Nos ensaios em animais, a equipa comparou os níveis de anticorpos presentes no soro de ratinhos imunizados com a nanovacina com os níveis de anticorpos de ratinhos imunizados apenas com o antigénio escolhido numa solução (só com os componentes activos da vacina). Resultado: esse antigénio levava à produção de uma grande quantidade de anticorpos. “A vacina conseguia triplicar ou quadruplicar os anticorpos que neutralizam os vírus nos ratinhos”, refere, acrescentando que a protecção aumentou em todos os animais. Neste momento, está a testar-se um outro antigénio que pode “ser mais forte”. Avaliou-se ainda a quantidade células imunitárias (como os linfócitos T e B) activados pela vacina nos nódulos linfáticos e no baço dos roedores: a vacina fez com que as células estivessem activas.

Espera-se a publicação destes resultados dentro de quatro meses. Por agora, procura-se também financiamento para fazer a transposição de escala para a indústria e se conseguir assim o produto para administrar nos ensaios clínicos. Para os testes em animais, a equipa teve 300 mil euros da Fundação La Caixa. Mas, para a transposição de escala, prevê-se que sejam necessários cerca de dois milhões e a investigadora revela que se está a procurar esse financiamento em fundos de investimento. “Temos feito contactos maioritariamente na Europa.”

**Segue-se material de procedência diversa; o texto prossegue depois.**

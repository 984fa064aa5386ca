//! Media Import command-line entry point.

use clap::Parser;
use media_import::cli;
use tracing_subscriber::{EnvFilter, fmt, prelude::*};

/// Used when `RUST_LOG` is unset. Components log under short targets.
const DEFAULT_LOG_FILTER: &str =
    "warn,media_import=info,scanner=info,metadata=info,import=info,recalc=info,planner=info,thumbnail=info";

fn main() -> anyhow::Result<()> {
    let args = cli::Cli::parse();

    // Logs go to stderr so `scan --json` output stays clean
    let filter = EnvFilter::try_from_default_env().unwrap_or_else(|_| EnvFilter::new(DEFAULT_LOG_FILTER));
    tracing_subscriber::registry()
        .with(fmt::layer().with_target(true).with_writer(std::io::stderr))
        .with(filter)
        .init();

    cli::run_command(&args)
}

Já em relação aos ensaios clínicos, Helena Florindo adianta apenas algumas estimativas: pelo menos, cinco milhões de euros e 15 mil pessoas na primeira e segunda fases desse estudo. “Esperamos iniciar os ensaios clínicos antes do fim do ano”, perspectiva. Serão feitos em Portugal? A cientista diz que ainda não sabe, mas que já estão a falar com a entidade reguladora do mercado farmacêutico dos Estados Unidos, a Food and Drug Administration (FDA). “Gostava que o ensaio também fosse na Europa”, confessa.

A administração da primeira candidata a vacina desta equipa será por injecção. “Os resultados que temos agora são relativos à administração subcutânea. Um estudo [da vacina] por via nasal ainda está a decorrer”, esclarece a cientista. O custo de produção da primeira vacina estima-se perto dos dez euros.